11-11-2015 12:07 PM
I need to create a new dataset that is like an existing one, but with some additional new variables. I understand that this can be done in the DATA step. To calculate some of the new variables, I need a PROC SUMMARY step. But that obviously ends the DATA step, even though it has not yet computed everything I need to compute. The process is as follows:
Part 1. DATA (newdata set olddata)
creates newdata from olddata, calculating some new variables in it along the way:
Part 2. PROC SUMMARY
continues the calcualtion begun in Part 1, summing up some column and storing the sum as a variable
Part 3. This is where I wish the DATA step in Part 1 could "pick up where it left off" and finish computing the new variables in NEWDATA, using the variable from Part 2 when needed. What is the easiest way of doing this?
Could I perhaps somehow open the dataset created in Part 1 and do the rest of the calculations on it with the variable from Part 2?
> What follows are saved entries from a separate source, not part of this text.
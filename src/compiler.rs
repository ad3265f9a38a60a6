//! Predicate compiler for `where` text.
//!
//! Segments from the [`Scanner`] are compiled one at a time and folded
//! strictly left to right. For each segment:
//!
//! 1. the term is compiled (a group recursively, a clause against the registry),
//! 2. it is negated once if the connective window holds a `not`,
//! 3. it becomes the accumulated predicate if it is the first term, otherwise
//!    it is joined to the accumulated predicate with the window's first
//!    connective, which must be `and` or `or`.
//!
//! There is no precedence between `and` and `or`; only parentheses group.

use std::sync::Arc;

use tracing::{debug, trace};

use crate::ast::{Clause, Connective, Operand, Term};
use crate::comparison;
use crate::error::{QueryError, Result};
use crate::predicate::Predicate;
use crate::registry::{Field, FieldType, Registry};
use crate::scanner::Scanner;
use crate::value;

/// Default bound on parenthesis and relation nesting.
pub const DEFAULT_MAX_NESTING: usize = 32;

/// Current nesting depth of a compilation, with its limit.
#[derive(Debug, Clone, Copy, PartialEq, Eq)]
pub struct Nesting {
    depth: usize,
    limit: usize,
}

impl Nesting {
    pub fn new(limit: usize) -> Self {
        Nesting { depth: 0, limit }
    }

    pub fn depth(&self) -> usize {
        self.depth
    }

    pub fn limit(&self) -> usize {
        self.limit
    }

    /// One level deeper, or `NestingTooDeep` past the limit.
    pub fn descend(self) -> Result<Nesting> {
        let depth = self.depth + 1;
        if depth > self.limit {
            return Err(QueryError::NestingTooDeep { limit: self.limit });
        }
        Ok(Nesting { depth, ..self })
    }
}

impl Default for Nesting {
    fn default() -> Self {
        Nesting::new(DEFAULT_MAX_NESTING)
    }
}

/// Compiles `where` text into a predicate over `T`.
///
/// Empty text compiles to a predicate that accepts every record.
///
/// # Example
///
/// ```
/// use expressive_query::{compile_filter, Registry};
///
/// struct Person {
///     name: String,
///     age: i64,
/// }
///
/// let registry = Registry::<Person>::new()
///     .string("Name", |p| &p.name)
///     .int("Age", |p| p.age);
///
/// let filter = compile_filter(&registry, "Name startsWith 'Al' and Age greaterThan 20").unwrap();
///
/// assert!(filter.matches(&Person { name: "Alice".into(), age: 30 }));
/// assert!(!filter.matches(&Person { name: "Alice".into(), age: 12 }));
/// assert!(!filter.matches(&Person { name: "Bob".into(), age: 30 }));
/// ```
pub fn compile_filter<T: 'static>(registry: &Registry<T>, text: &str) -> Result<Predicate<T>> {
    compile_filter_with(registry, text, Nesting::default())
}

/// [`compile_filter`] with an explicit nesting limit.
pub fn compile_filter_with<T: 'static>(
    registry: &Registry<T>,
    text: &str,
    nesting: Nesting,
) -> Result<Predicate<T>> {
    debug!(query = text, "compiling filter");
    compile_nested(registry, text, nesting)
}

/// Compiles `text` at the given nesting level. Used for groups and for
/// relation child queries.
pub fn compile_nested<T: 'static>(registry: &Registry<T>, text: &str, nesting: Nesting) -> Result<Predicate<T>> {
    let mut scanner = Scanner::new(text);
    let mut accumulated: Option<Predicate<T>> = None;

    while let Some(segment) = scanner.next_segment()? {
        trace!(connectives = %segment.connectives, depth = nesting.depth(), "compiling term");

        let mut term = match &segment.term {
            Term::Group(inner) => compile_nested(registry, inner, nesting.descend()?)?,
            Term::Clause(clause) => compile_clause(registry, clause, nesting)?,
        };

        if segment.connectives.negates() {
            term = term.negate();
        }

        accumulated = Some(match accumulated {
            None => term,
            Some(previous) => combine(previous, term, segment.connectives.first)?,
        });
    }

    Ok(accumulated.unwrap_or_else(Predicate::always))
}

fn combine<T: 'static>(
    previous: Predicate<T>,
    term: Predicate<T>,
    connective: Option<Connective>,
) -> Result<Predicate<T>> {
    match connective {
        Some(Connective::And) => Ok(previous.and(term)),
        Some(Connective::Or) => Ok(previous.or(term)),
        Some(Connective::Not) => Err(QueryError::InvalidConnective(Connective::Not.to_string())),
        None => Err(QueryError::InvalidConnective(String::new())),
    }
}

/// Resolves the clause's field and builds the typed comparison for it.
pub fn compile_clause<T: 'static>(registry: &Registry<T>, clause: &Clause, nesting: Nesting) -> Result<Predicate<T>> {
    let field = registry
        .lookup(&clause.field)
        .ok_or_else(|| QueryError::UnknownField(clause.field.clone()))?;

    trace!(
        field = %clause.field,
        operator = %clause.operator,
        field_type = %field.field_type(),
        "compiling clause"
    );

    match field {
        Field::Relation(relation) => {
            let operator = comparison::resolve_operator(clause, FieldType::Relation)?;
            match (operator.quantifier(), &clause.operand) {
                (Some(quantifier), Operand::Nested(query)) => {
                    relation.quantify(quantifier, query, nesting.descend()?)
                }
                _ => Err(QueryError::ExpectedChildQuery(clause.field.clone())),
            }
        }
        Field::String(get) => comparison::string(get, clause),
        Field::Int(get) => {
            let get = Arc::clone(get);
            comparison::nullable(clause, FieldType::Int, move |r| Some(get(r)), value::parse_int)
        }
        Field::OptionalInt(get) => {
            let get = Arc::clone(get);
            comparison::nullable(clause, FieldType::OptionalInt, move |r| get(r), value::parse_int)
        }
        Field::Decimal(get) => {
            let get = Arc::clone(get);
            comparison::nullable(clause, FieldType::Decimal, move |r| Some(get(r)), value::parse_decimal)
        }
        Field::OptionalDecimal(get) => {
            let get = Arc::clone(get);
            comparison::nullable(clause, FieldType::OptionalDecimal, move |r| get(r), value::parse_decimal)
        }
        Field::OptionalBool(get) => {
            let get = Arc::clone(get);
            comparison::nullable(clause, FieldType::OptionalBool, move |r| get(r), value::parse_bool)
        }
        Field::DateTime(get) => {
            let get = Arc::clone(get);
            comparison::nullable(
                clause,
                FieldType::DateTime,
                move |r| Some(get(r)),
                |field, literal| value::parse_date_time(field, literal, false),
            )
        }
        Field::OptionalDateTime(get) => {
            let get = Arc::clone(get);
            comparison::nullable(
                clause,
                FieldType::OptionalDateTime,
                move |r| get(r),
                |field, literal| value::parse_date_time(field, literal, true),
            )
        }
    }
}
What I am doing now is having Part 1 create an intermediate dataset (Int_Data), from which I then compute the variable in Part 2, and then in Part 3 I am thinking of having another DATA step do the remaining calculations, with Int_Data now in the role of "old data" and the final dataset I want as the "new data". Is there some more elegant way of doing this, without intermediate datasets?
11-11-2015 12:28 PM
Sort of, but you will still need to read the data twice in the same DATA step. For example:
do until (done1);
set have end=done1;
** compute variables and sums;
do until (done2);
set have end=done2;
** repeat computations for same variables as above, and use sums in additional calculations;
Other strategies might exist where you may be able to run PROC SUMMARY first, before creating new variables. For example, if you have this as one of your computations:
liquids = 2* pints + 4*quarts;
If you are intending to run PROC SUMMARY to get the total for LIQUIDS, you can work around that. You can run an initial PROC SUMMARY to get the total of PINTS and the total of QUARTS. Then use that in a single DATA step. That sort of a strategy really depends on what the calculations are.
11-11-2015 02:10 PM
One elegant technique to do this kind of operation is automatic remerging within proc SQL. Summaries can be used directly in computations involving the original variables. For example, using sashelp.class, calculate the age difference relative to the median age for boys and girls, and keep only those within 1.5 years of the median. All this in a single query :
proc sql; select *, age - median(age) as ageDiff from sashelp.class group by sex having abs(age - median(age)) <= 1.5 order by sex, ageDiff, name; quit;
11-11-2015 03:04 PM
It probably is just a matter of thinking of the problem in a different way. Unless your data is huge it is probably easier to create a simple solution that might process the same data multiple times, but be clearer to understand.
PROC SQL can also help since you can express your calculations in terms of set operators and let the PROC optimize the way that it combines the sets for you.